Give the lines below again exactly, starting with the line that holds "filename benches/engine.rs" and going on through the line that holds "let t = f64::from(i)".

● DATA FOR THIS EXERCISE
---*---

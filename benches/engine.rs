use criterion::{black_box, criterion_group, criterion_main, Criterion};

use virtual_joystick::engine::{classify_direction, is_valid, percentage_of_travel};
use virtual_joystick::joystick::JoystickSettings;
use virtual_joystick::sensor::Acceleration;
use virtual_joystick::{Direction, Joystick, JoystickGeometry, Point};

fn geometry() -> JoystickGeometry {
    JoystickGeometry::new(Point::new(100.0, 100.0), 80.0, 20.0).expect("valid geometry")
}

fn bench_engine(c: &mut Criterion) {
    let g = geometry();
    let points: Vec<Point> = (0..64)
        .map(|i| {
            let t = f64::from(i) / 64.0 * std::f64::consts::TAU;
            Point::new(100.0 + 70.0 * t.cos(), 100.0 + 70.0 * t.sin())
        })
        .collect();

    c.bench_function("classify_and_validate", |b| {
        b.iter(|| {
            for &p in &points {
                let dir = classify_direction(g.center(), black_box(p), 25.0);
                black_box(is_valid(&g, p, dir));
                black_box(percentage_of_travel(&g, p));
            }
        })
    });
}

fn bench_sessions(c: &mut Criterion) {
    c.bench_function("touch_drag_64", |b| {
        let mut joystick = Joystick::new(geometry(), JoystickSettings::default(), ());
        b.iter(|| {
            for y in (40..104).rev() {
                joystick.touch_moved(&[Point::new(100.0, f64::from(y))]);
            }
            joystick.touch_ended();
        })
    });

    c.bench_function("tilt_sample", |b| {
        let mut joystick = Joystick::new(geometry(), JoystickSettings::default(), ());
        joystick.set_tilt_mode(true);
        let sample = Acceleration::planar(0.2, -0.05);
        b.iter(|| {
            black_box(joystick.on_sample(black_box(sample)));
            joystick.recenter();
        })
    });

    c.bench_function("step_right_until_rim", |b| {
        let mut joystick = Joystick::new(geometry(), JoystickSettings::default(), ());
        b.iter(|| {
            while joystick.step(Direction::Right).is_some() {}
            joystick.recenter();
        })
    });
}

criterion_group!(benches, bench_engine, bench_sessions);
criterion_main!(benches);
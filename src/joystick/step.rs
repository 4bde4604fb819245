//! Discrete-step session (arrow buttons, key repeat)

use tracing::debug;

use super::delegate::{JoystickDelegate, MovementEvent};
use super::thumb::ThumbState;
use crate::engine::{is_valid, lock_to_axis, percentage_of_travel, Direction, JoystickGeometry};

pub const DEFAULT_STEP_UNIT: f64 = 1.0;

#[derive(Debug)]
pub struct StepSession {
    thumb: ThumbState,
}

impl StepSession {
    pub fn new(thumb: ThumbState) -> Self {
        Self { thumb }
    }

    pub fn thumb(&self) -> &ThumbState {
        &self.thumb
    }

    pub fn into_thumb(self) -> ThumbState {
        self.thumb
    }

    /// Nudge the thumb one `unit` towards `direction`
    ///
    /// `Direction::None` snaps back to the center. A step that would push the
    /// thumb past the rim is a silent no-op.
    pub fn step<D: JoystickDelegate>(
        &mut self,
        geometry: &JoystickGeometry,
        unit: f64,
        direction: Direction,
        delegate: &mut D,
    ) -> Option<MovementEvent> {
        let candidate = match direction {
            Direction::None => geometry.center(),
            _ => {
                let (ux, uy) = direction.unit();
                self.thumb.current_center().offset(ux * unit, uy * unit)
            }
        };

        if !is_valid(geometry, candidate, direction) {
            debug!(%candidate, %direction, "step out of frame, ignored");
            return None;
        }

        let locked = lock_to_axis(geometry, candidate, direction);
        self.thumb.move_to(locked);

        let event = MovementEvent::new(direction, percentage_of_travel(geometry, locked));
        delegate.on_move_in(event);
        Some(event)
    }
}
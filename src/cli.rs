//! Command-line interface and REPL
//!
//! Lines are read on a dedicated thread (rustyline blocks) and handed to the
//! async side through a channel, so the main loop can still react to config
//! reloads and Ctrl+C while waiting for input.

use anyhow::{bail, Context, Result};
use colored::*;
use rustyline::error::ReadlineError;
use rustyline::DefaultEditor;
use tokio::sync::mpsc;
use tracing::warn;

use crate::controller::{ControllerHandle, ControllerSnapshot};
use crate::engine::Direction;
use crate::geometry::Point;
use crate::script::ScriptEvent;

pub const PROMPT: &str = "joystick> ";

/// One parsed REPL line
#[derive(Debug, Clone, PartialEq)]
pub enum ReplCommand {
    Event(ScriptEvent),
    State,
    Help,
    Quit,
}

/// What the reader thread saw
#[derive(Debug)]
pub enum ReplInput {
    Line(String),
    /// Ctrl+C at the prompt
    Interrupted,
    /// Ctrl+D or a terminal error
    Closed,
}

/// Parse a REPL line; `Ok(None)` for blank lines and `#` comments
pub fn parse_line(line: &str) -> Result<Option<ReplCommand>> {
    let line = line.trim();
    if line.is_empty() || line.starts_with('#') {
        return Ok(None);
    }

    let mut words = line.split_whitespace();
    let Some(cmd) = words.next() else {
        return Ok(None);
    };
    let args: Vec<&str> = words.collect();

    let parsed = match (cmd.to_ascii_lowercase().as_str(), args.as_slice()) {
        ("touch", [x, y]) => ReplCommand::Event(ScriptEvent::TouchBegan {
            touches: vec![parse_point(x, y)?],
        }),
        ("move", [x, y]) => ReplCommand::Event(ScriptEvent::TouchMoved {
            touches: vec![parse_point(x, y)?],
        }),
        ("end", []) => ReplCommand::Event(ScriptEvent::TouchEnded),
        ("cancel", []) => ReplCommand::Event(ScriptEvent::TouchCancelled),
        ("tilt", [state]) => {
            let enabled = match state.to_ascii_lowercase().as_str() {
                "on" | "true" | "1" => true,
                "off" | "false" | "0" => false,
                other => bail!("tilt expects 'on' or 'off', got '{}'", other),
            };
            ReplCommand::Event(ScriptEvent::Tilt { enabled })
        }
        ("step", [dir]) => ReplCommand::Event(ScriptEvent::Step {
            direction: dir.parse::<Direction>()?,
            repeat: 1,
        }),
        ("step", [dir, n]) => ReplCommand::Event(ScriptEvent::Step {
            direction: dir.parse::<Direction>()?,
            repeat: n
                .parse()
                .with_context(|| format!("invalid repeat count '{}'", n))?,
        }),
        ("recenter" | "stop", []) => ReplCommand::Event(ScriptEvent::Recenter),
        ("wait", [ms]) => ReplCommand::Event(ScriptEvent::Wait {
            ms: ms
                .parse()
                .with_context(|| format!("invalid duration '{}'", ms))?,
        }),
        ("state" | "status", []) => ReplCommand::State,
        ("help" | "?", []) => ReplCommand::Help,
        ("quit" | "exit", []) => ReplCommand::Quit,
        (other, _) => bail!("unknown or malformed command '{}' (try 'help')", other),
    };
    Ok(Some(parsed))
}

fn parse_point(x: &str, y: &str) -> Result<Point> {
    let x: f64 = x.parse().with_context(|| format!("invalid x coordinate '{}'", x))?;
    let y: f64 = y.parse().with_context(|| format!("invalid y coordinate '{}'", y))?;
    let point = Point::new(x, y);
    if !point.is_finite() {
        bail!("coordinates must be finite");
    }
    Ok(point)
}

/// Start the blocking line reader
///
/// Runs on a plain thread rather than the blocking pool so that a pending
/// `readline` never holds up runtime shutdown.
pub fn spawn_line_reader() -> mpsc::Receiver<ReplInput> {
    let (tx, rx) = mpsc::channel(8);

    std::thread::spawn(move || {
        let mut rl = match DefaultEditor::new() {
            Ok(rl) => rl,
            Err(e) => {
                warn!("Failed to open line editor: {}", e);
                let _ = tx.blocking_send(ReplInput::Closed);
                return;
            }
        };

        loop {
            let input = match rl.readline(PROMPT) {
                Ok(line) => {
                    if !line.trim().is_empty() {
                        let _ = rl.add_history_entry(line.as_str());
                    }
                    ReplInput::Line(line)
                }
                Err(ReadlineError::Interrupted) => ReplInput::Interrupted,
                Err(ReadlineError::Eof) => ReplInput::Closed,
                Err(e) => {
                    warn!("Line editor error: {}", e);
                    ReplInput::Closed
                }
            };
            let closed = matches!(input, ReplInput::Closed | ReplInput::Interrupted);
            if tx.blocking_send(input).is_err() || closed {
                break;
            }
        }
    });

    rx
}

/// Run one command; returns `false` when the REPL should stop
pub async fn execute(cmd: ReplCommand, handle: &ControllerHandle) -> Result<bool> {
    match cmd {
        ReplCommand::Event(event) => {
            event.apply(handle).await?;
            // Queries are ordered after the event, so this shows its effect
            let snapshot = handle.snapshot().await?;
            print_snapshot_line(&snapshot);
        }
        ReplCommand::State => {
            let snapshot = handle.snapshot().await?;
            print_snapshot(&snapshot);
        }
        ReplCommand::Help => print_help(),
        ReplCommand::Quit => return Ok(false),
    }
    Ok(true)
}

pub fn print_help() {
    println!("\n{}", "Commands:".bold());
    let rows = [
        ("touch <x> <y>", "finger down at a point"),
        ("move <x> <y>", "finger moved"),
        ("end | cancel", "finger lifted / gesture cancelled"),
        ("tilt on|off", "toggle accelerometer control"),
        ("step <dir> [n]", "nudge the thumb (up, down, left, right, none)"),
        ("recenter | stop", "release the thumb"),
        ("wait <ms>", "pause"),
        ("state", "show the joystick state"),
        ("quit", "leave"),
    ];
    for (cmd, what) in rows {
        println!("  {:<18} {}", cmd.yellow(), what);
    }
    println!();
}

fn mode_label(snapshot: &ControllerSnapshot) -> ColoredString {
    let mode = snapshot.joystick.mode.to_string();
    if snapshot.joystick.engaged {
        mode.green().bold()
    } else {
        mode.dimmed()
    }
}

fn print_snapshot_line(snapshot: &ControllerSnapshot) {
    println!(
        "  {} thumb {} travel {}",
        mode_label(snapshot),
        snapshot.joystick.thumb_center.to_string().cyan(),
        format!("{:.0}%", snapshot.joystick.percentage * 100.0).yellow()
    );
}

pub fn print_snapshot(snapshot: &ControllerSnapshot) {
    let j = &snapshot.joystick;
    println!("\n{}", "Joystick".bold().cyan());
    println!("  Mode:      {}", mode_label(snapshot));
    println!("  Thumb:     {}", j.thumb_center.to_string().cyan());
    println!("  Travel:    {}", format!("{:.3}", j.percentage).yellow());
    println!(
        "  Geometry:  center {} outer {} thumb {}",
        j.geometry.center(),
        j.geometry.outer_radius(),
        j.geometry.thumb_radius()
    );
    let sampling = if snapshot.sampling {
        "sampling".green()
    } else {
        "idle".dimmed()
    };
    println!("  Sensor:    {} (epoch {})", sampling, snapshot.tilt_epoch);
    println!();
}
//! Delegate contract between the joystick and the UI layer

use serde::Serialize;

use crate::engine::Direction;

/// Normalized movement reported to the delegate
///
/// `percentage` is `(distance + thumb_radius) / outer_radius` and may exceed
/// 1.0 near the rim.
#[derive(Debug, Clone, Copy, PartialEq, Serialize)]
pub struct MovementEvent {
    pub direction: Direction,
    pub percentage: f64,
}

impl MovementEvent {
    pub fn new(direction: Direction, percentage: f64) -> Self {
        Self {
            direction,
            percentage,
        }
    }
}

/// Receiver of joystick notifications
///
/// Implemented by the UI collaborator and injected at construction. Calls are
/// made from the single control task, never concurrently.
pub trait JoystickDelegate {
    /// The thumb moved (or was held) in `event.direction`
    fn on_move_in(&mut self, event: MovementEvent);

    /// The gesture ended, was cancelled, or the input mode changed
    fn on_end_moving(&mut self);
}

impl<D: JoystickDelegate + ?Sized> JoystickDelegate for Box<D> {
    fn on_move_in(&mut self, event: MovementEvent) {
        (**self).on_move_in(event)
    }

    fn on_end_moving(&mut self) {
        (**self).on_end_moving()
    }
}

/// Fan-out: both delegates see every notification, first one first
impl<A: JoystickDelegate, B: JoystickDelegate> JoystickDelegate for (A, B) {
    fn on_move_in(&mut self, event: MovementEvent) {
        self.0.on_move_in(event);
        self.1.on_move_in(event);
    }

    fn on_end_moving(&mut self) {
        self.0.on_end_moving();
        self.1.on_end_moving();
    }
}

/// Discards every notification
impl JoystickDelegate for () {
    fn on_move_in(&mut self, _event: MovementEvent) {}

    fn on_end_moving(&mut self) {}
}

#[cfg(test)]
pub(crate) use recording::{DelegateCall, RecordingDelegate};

---*---

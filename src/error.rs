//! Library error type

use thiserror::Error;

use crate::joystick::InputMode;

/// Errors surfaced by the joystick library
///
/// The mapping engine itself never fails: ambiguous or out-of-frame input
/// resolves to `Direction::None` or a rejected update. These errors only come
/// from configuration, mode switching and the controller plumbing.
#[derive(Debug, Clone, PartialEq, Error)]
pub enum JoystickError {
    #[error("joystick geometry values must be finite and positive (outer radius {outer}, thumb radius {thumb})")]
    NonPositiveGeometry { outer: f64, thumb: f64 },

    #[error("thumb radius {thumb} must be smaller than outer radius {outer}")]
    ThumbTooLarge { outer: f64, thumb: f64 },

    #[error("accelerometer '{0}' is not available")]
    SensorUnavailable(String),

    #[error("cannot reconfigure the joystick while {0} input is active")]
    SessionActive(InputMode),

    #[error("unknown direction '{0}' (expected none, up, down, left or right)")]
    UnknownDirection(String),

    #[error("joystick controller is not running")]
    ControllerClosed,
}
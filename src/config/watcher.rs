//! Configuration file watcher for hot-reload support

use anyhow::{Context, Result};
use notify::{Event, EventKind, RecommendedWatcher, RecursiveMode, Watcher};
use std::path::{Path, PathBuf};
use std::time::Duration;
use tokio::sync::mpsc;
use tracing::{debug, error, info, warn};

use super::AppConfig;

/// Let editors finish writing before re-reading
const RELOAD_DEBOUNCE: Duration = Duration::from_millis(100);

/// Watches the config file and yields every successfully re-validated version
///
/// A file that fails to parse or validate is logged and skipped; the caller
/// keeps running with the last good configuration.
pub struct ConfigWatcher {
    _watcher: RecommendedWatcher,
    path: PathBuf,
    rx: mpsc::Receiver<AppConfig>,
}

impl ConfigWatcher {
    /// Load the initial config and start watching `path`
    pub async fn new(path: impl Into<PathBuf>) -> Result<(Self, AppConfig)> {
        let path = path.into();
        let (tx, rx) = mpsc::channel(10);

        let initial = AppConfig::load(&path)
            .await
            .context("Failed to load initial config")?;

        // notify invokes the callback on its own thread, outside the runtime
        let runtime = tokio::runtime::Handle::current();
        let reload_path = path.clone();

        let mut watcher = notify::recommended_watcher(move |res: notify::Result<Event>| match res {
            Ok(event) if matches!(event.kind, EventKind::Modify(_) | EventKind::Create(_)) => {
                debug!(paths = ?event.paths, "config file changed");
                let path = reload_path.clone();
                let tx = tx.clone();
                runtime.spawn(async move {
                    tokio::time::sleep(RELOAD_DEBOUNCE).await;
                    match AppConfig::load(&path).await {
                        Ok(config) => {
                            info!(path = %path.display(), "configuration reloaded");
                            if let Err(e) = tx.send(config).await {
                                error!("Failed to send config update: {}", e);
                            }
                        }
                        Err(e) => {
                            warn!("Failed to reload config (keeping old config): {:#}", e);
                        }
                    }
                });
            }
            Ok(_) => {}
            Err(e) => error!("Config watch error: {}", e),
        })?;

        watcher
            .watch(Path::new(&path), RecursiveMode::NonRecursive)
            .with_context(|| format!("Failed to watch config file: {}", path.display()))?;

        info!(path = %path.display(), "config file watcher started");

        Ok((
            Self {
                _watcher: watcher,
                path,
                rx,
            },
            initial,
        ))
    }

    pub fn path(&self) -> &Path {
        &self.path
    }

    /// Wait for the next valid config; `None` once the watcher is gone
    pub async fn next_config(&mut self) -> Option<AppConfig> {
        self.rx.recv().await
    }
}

---*---

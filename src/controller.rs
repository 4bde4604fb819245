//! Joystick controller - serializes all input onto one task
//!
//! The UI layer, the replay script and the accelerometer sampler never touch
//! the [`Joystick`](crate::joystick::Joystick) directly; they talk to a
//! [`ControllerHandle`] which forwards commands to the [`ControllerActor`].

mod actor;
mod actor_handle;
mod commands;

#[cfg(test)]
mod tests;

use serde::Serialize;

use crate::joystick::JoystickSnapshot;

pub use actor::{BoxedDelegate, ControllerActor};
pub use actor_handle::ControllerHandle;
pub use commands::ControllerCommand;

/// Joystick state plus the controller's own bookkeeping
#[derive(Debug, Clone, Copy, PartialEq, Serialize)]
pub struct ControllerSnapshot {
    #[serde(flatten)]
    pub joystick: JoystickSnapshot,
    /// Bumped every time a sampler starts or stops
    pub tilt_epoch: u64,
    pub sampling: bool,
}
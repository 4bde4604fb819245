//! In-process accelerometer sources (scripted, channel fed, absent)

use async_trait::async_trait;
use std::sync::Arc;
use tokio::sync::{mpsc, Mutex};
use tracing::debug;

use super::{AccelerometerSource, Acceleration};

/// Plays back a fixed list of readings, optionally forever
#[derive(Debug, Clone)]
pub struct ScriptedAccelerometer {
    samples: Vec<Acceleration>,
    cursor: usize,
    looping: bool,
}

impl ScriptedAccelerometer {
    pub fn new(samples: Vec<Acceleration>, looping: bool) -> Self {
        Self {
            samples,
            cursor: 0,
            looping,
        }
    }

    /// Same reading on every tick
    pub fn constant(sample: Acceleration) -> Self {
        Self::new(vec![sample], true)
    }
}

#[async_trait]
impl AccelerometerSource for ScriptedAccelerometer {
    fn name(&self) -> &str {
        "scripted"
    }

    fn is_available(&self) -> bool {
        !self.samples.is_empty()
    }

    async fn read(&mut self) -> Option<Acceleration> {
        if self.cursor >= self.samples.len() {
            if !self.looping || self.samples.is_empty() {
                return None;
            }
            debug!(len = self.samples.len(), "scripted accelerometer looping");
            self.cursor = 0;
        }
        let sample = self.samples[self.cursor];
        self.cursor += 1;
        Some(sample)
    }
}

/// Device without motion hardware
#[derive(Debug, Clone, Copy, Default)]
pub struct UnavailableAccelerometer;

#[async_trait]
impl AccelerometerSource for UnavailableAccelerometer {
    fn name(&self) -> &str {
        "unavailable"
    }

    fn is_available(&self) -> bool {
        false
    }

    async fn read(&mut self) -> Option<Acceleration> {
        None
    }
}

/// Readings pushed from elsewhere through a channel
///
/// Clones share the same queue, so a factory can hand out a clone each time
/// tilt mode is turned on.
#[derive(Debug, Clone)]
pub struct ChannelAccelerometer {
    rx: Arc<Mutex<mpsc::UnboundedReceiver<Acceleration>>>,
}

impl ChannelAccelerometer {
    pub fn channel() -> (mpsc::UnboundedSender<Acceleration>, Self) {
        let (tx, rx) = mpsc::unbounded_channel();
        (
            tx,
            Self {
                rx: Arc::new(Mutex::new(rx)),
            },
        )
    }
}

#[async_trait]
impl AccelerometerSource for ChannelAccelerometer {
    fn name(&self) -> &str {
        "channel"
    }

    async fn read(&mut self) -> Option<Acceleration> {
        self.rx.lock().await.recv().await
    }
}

---*---

● REPLY
filename benches/engine.rs
use criterion::{black_box, criterion_group, criterion_main, Criterion};

use virtual_joystick::engine::{classify_direction, is_valid, percentage_of_travel};
use virtual_joystick::joystick::JoystickSettings;
use virtual_joystick::sensor::Acceleration;
use virtual_joystick::{Direction, Joystick, JoystickGeometry, Point};

fn geometry() -> JoystickGeometry {
    JoystickGeometry::new(Point::new(100.0, 100.0), 80.0, 20.0).expect("valid geometry")
}

fn bench_engine(c: &mut Criterion) {
    let g = geometry();
    let points: Vec<Point> = (0..64)
        .map(|i| {
            let t = f64::from(i) / 64.0 * std::f64::consts::TAU;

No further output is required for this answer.